Some inside the beltway, notably of the political consulting class, have concluded that it can’t get any worse as money pervades every aspect of Washington. But most are not so sure.
President Obama very quickly railed against the decision as “devastating,” asserting that it “strikes at our democracy itself.” In his State of the Union address, the President said that Citizens United will “open the floodgates for special interests – including foreign corporations – to spend without limit in our elections.” The majority’s position may well turn out to be the final straw that destroys citizens’ confidence in elected institutions.
The ruling will add to the flood of corporate speech that drowns out citizen voices. This flood can only leave people with the belief that corporations dominate the debate and that they have little if any ability to have their voices heard and influence decision makers in Washington. It undermines the confidence of Americans in their power and right to advocate for what is right and good for their communities and the nation as a whole. This is the kind of cynicism that risks the integrity of our democracy and the willingness of voters to hold their representatives accountable. Again in the words of Justice Stevens, “A democracy cannot function effectively when its constituent members believe laws are being bought and sold.”
These are not just academic concerns. Testifying before Congress about the decision, pioneering shareholder advocate Nell Minow of the Corporate Library reflected that “the $600 million spent by the financial services industry on lobbying in the decade before the financial meltdown led to the loosening and elimination of regulatory protections that could have mitigated that damage or prevented it entirely.”3
One likely result of this decision is that companies will feel increasingly liberated to launder political spending through conduits such as the U.S. Chamber of Commerce. In the recent political battle over healthcare reform, health insurance companies, gave millions of dollars to the trade group America’s Health Insurance Plans (AHIP). AHIP passed on those dollars to the U.S. Chamber of Commerce, which turned the money into attack ads on health care reform. It is estimated that Aetna, Humana, Cigna, Kaiser Foundation Health Plans, UnitedHealth Group and Wellpoint gave somewhere between $10 million and $20 million to the AHIP.4 Citizen’s United will likely bolster the Chamber’s impact on the November 2010 elections.

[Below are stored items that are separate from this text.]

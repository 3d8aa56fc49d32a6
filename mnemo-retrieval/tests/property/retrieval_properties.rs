//! Property tests for the threshold filter.

use proptest::prelude::*;

use mnemo_core::models::RetrievedChunk;
use mnemo_retrieval::apply_threshold;

fn arb_chunks() -> impl Strategy<Value = Vec<RetrievedChunk>> {
    prop::collection::vec(0.0f64..2.0, 0..10).prop_map(|mut distances| {
        distances.sort_by(|a, b| a.partial_cmp(b).unwrap());
        distances
            .into_iter()
            .enumerate()
            .map(|(i, distance)| RetrievedChunk {
                id: i as i64,
                document_id: 1,
                chunk_index: i as i64,
                content: format!("chunk {i}"),
                distance,
            })
            .collect()
    })
}

proptest! {
    #[test]
    fn prop_final_never_empty_when_raw_non_empty(chunks in arb_chunks(), threshold in 0.0f64..2.0) {
        let n = chunks.len();
        let r = apply_threshold(chunks, n, threshold);
        prop_assert_eq!(r.final_chunks.is_empty(), r.raw_chunks.is_empty());
        prop_assert_eq!(r.meta.chunks_returned, r.final_chunks.len());
    }

    #[test]
    fn prop_filtered_within_threshold(chunks in arb_chunks(), threshold in 0.0f64..2.0) {
        let n = chunks.len();
        let r = apply_threshold(chunks, n, threshold);
        prop_assert!(r.filtered_chunks.iter().all(|c| c.distance <= threshold));
        if r.filtered_chunks.is_empty() {
            prop_assert_eq!(&r.final_chunks, &r.raw_chunks);
        } else {
            prop_assert_eq!(&r.final_chunks, &r.filtered_chunks);
        }
    }
}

What is clear, however, is that a majority on the Supreme Court have a very clear vision of a limited role for government in campaign finance regulations. Any effort to remedy the situation, shy of a constitutional amendment, will unfortunately have to accommodate that vision so long as the current majority of Roberts, Alito, Scalia, Thomas, and Kennedy remains in place. And even if the balance is tipped in the other direction, future justices may feel compelled, unlike the majority, to adhere to the Citizens United precedent. And as Justice Stevens put it, that majority may well have a significant cost for citizen democracy and expression.

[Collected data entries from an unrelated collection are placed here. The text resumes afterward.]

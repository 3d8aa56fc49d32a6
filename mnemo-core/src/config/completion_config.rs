use serde::{Deserialize, Serialize};

use super::defaults;

/// Completion port configuration.
#[derive(Debug, Clone, Serialize, Deserialize)]
#[serde(default)]
pub struct CompletionConfig {
    /// Chat completions endpoint (OpenAI-compatible).
    pub endpoint: String,
    /// Model name sent to the endpoint.
    pub model: String,
    /// Environment variable holding the API key.
    pub api_key_env: String,
    /// Sampling temperature.
    pub temperature: f32,
    /// Per-request timeout in seconds.
    pub timeout_secs: u64,
}

impl Default for CompletionConfig {
    fn default() -> Self {
        Self {
            endpoint: defaults::DEFAULT_COMPLETION_ENDPOINT.to_string(),
            model: defaults::DEFAULT_COMPLETION_MODEL.to_string(),
            api_key_env: defaults::DEFAULT_API_KEY_ENV.to_string(),
            temperature: defaults::DEFAULT_COMPLETION_TEMPERATURE,
            timeout_secs: defaults::DEFAULT_HTTP_TIMEOUT_SECS,
        }
    }
}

1. No. 08-205, slip op. (U.S. January 21, 2010).
2. Funds from the corporate treasury are those which pay for business operations (including shareholder dividends), as distinct from political action committees,
whose administrative costs may be covered by companies but which are funded by employee contributions.
3. Hearing on Corporate Governance after the Citizens United Decision, House Committee on Financial Services, Subcommittee on Capital Markets, Insurance and Government Sponsored Enterprises, March 11, 2010.